══ LISTED ENTRIES
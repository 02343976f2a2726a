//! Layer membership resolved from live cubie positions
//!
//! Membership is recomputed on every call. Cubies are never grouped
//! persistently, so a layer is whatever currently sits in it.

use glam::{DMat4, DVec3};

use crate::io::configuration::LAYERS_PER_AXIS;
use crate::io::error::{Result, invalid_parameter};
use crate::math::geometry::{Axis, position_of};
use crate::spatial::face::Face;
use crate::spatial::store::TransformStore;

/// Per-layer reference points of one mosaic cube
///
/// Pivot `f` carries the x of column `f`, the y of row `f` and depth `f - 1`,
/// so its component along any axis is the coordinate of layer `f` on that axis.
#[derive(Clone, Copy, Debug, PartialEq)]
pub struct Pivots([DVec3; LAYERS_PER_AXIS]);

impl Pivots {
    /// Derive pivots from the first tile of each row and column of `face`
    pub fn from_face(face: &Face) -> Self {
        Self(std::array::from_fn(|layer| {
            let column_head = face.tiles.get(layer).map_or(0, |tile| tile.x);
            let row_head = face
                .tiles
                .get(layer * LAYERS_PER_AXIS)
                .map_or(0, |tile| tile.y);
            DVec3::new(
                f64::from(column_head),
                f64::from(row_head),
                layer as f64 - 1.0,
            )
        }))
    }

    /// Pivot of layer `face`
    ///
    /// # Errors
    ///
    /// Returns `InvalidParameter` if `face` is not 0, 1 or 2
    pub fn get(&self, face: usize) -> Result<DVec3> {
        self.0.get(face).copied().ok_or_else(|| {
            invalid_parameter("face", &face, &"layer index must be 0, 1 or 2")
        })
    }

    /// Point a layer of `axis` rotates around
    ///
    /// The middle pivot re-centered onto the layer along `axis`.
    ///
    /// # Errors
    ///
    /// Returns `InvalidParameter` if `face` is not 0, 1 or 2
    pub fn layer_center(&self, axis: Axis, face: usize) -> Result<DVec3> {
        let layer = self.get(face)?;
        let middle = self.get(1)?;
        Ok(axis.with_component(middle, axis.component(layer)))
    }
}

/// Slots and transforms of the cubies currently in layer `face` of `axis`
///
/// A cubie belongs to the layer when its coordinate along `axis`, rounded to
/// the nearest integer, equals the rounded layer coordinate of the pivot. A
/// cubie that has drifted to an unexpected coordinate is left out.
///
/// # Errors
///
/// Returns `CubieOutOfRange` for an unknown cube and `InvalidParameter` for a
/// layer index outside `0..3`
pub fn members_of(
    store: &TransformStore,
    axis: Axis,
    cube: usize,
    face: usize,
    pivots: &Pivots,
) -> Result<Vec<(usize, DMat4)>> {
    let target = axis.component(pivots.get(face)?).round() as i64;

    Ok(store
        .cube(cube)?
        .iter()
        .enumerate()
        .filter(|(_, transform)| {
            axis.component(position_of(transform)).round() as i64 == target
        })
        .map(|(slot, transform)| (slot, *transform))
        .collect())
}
════
▶ **YOUR ASSIGNMENT**
All of the entries above should be written out again exactly.

▶ **ANSWER TO THIS TASK**
repository 02343976f2a2726a
//! Layer membership resolved from live cubie positions
//!
//! Membership is recomputed on every call. Cubies are never grouped
//! persistently, so a layer is whatever currently sits in it.

use glam::{DMat4, DVec3};

use crate::io::configuration::LAYERS_PER_AXIS;
use crate::io::error::{Result, invalid_parameter};
use crate::math::geometry::{Axis, position_of};
use crate::spatial::face::Face;
use crate::spatial::store::TransformStore;

/// Per-layer reference points of one mosaic cube
///
/// Pivot `f` carries the x of column `f`, the y of row `f` and depth `f - 1`,
/// so its component along any axis is the coordinate of layer `f` on that axis.
#[derive(Clone, Copy, Debug, PartialEq)]
pub struct Pivots([DVec3; LAYERS_PER_AXIS]);

impl Pivots {
    /// Derive pivots from the first tile of each row and column of `face`
    pub fn from_face(face: &Face) -> Self {
        Self(std::array::from_fn(|layer| {
            let column_head = face.tiles.get(layer).map_or(0, |tile| tile.x);
            let row_head = face
                .tiles
                .get(layer * LAYERS_PER_AXIS)
                .map_or(0, |tile| tile.y);
            DVec3::new(
                f64::from(column_head),
                f64::from(row_head),
                layer as f64 - 1.0,
            )
        }))
    }

    /// Pivot of layer `face`
    ///
    /// # Errors
    ///
    /// Returns `InvalidParameter` if `face` is not 0, 1 or 2
    pub fn get(&self, face: usize) -> Result<DVec3> {
        self.0.get(face).copied().ok_or_else(|| {
            invalid_parameter("face", &face, &"layer index must be 0, 1 or 2")
        })
    }

    /// Point a layer of `axis` rotates around
    ///
    /// The middle pivot re-centered onto the layer along `axis`.
    ///
    /// # Errors
    ///
    /// Returns `InvalidParameter` if `face` is not 0, 1 or 2
    pub fn layer_center(&self, axis: Axis, face: usize) -> Result<DVec3> {
        let layer = self.get(face)?;
        let middle = self.get(1)?;
        Ok(axis.with_component(middle, axis.component(layer)))
    }
}

/// Slots and transforms of the cubies currently in layer `face` of `axis`
///
/// A cubie belongs to the layer when its coordinate along `axis`, rounded to
/// the nearest integer, equals the rounded layer coordinate of the pivot. A
/// cubie that has drifted to an unexpected coordinate is left out.
///
/// # Errors
///
/// Returns `CubieOutOfRange` for an unknown cube and `InvalidParameter` for a
/// layer index outside `0..3`
pub fn members_of(
    store: &TransformStore,
    axis: Axis,
    cube: usize,
    face: usize,
    pivots: &Pivots,
) -> Result<Vec<(usize, DMat4)>> {
    let target = axis.component(pivots.get(face)?).round() as i64;

    Ok(store
        .cube(cube)?
        .iter()
        .enumerate()
        .filter(|(_, transform)| {
            axis.component(position_of(transform)).round() as i64 == target
        })
        .map(|(slot, transform)| (slot, *transform))
        .collect())
}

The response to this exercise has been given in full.